Prior to coming to the University of Delaware, Chris was VPEM at the University of Vermont (UVM) from 2007-2014. From 2001-2007, Chris served as senior associate director and then director of recruitment and operations in the Office of Undergraduate Admissions at the University of Michigan.
Chris began his enrollment management career in March 2001 after serving in the U.S. Army as an Armor officer for 21 years. His last assignment was as the chair of the Army Officer Education Program (Army ROTC) at the University of Michigan from May 1997 to March 2001. He retired from the U.S. Army in March 2001 as a Lieutenant Colonel and is the recipient of the Legion of Merit Award and the Meritorious Service Medal (x3).
Chris holds a BS in renewable natural resources from the University of Arizona and a master’s degree in public administration from Western Kentucky University. He is also a graduate of the U.S. Army’s Command and General Staff College.
Associate Vice Provost, Teaching Innovation and Learning Analytics, Carnegie Mellon University
Marsha C. Lovett is associate vice provost for teaching innovation and learning analytics at Carnegie Mellon University. In addition, she is director of CMU’s Eberly Center for Teaching Excellence and Educational Innovation and a teaching professor in the Department of Psychology. At the Eberly Center, Lovett leads a team of teaching consultants, learning engineers, designers, and technologists to help instructors create meaningful and demonstrably effective educational experiences. A signature of this work is research-based design combined with data-informed refinement.

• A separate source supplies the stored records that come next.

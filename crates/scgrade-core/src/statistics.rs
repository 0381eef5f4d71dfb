//! Response statistics over many learners' responses to one question.

use std::collections::HashMap;

use serde::{Deserialize, Serialize};

use crate::engine::GradingEngine;
use crate::error::Result;
use crate::model::{OutcomeState, Question, Row, RowId};
use crate::response::Response;

/// Aggregate statistics for one question.
#[derive(Debug, Clone, Serialize, Deserialize)]
pub struct ResponseStats {
    pub question_id: String,
    /// All responses seen, gradable or not.
    pub total_responses: usize,
    /// Responses that could be graded.
    pub gradable_responses: usize,
    /// Per-row counts, in display order.
    pub rows: Vec<RowStats>,
    /// Outcome state counts over gradable responses.
    pub outcomes: OutcomeCounts,
    /// Mean fraction over gradable responses.
    pub mean_fraction: f64,
}

/// Counts for a single row.
#[derive(Debug, Clone, Serialize, Deserialize)]
pub struct RowStats {
    pub row_id: RowId,
    pub number: u32,
    pub text: String,
    pub is_correct: bool,
    /// Responses choosing this row.
    pub selected: usize,
    /// Responses crossing this row out.
    pub crossed_out: usize,
    /// `selected` over gradable responses.
    pub selection_rate: f64,
}

#[derive(Debug, Clone, Copy, Default, PartialEq, Eq, Serialize, Deserialize)]
pub struct OutcomeCounts {
    pub correct: usize,
    pub partially_correct: usize,
    pub incorrect: usize,
}

impl OutcomeCounts {
    fn record(&mut self, state: OutcomeState) {
        match state {
            OutcomeState::Correct => self.correct += 1,
            OutcomeState::PartiallyCorrect => self.partially_correct += 1,
            OutcomeState::Incorrect => self.incorrect += 1,
        }
    }
}

/// Compute statistics for `responses` to `question` under its current order.
///
/// Selections come from response classification, so a row counts as chosen
/// only when its option is marked exactly 1. Ungradable responses are counted
/// in the total but contribute nothing else. Positions naming a row that no
/// longer exists get no entry in `rows`; a response choosing such a position
/// fails with [`crate::error::GradingError::UnknownRow`].
pub fn compute_response_stats(
    engine: &GradingEngine,
    question: &Question,
    responses: &[Response],
) -> Result<ResponseStats> {
    let order = question.order()?;
    let displayed: Vec<(usize, &Row)> = order
        .iter()
        .filter_map(|(pos, id)| question.rows.get(id).map(|row| (pos, row)))
        .collect();

    let mut selected: HashMap<RowId, usize> = HashMap::new();
    let mut crossed: HashMap<RowId, usize> = HashMap::new();
    let mut outcomes = OutcomeCounts::default();
    let mut fraction_sum = 0.0;
    let mut gradable = 0usize;

    for response in responses {
        if !engine.is_gradable(question, response)? {
            continue;
        }
        gradable += 1;

        for row_id in engine.classify_response(question, response)?.into_keys() {
            *selected.entry(row_id).or_default() += 1;
        }
        for (pos, row) in &displayed {
            if response.is_distractor_marked(*pos) {
                *crossed.entry(row.id.clone()).or_default() += 1;
            }
        }

        let graded = engine.grade_response(question, response)?;
        fraction_sum += graded.fraction;
        outcomes.record(graded.state);
    }

    let rate = |count: usize| {
        if gradable == 0 {
            0.0
        } else {
            count as f64 / gradable as f64
        }
    };

    let rows = displayed
        .iter()
        .map(|(_, row)| {
            let chosen = selected.get(&row.id).copied().unwrap_or(0);
            RowStats {
                row_id: row.id.clone(),
                number: row.number,
                text: row.option_text.to_plain_text(),
                is_correct: question.is_correct_row(row),
                selected: chosen,
                crossed_out: crossed.get(&row.id).copied().unwrap_or(0),
                selection_rate: rate(chosen),
            }
        })
        .collect();

    Ok(ResponseStats {
        question_id: question.id.clone(),
        total_responses: responses.len(),
        gradable_responses: gradable,
        rows,
        outcomes,
        mean_fraction: if gradable == 0 {
            0.0
        } else {
            fraction_sum / gradable as f64
        },
    })
}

In her research, Lovett has studied learning in the laboratory and the field, and she has published more than 50 articles on learning and instruction. She has presented workshops, keynotes, and invited talks at numerous colleges and conferences in the U.S. and abroad. Lovett has also created several innovative educational technologies to promote student learning and metacognition, including StatTutor and the Learning Dashboard. More generally, she has developed and/or evaluated online courses in the sciences, social sciences, and humanities. A central theme across all her work is leveraging learning science to improve teaching practices and student outcomes.
Joseph J. McCarthy
Vice Provost for Undergraduate Studies
Joseph J. McCarthy is the vice provost for undergraduate studies. He is also the William Kepler Whiteford Professor in the Swanson School’s Department of Chemical and Petroleum Engineering. After earning his PhD in chemical engineering from Northwestern University, he joined the Pitt faculty as an assistant professor in 1998 and was promoted to professor in 2010.
Deeply engaged in undergraduate education throughout his career at the University, Dr. McCarthy has been recognized for his contributions to teaching, curriculum development, and his leadership of undergraduate research programs. In 2008, he received the Carnegie Science University Educator Award for developing and implementing the innovative “Pillars” curriculum that reshaped undergraduate education in chemical engineering. In 2012, the Swanson School recognized his contributions with its Outstanding Educator Award, and, in 2015, Dr. McCarthy received the Chancellor’s Distinguished Teaching Award.
In addition to his scholarly and instructional activities, Dr. McCarthy’s record of administrative experience in the chemical engineering department dates back to 2005 and includes serving as undergraduate coordinator and then as vice chair for education. In these roles, he has focused on leading department-wide educational initiatives for undergraduate and graduate programs during a time when undergraduate enrollment within the department has more than tripled.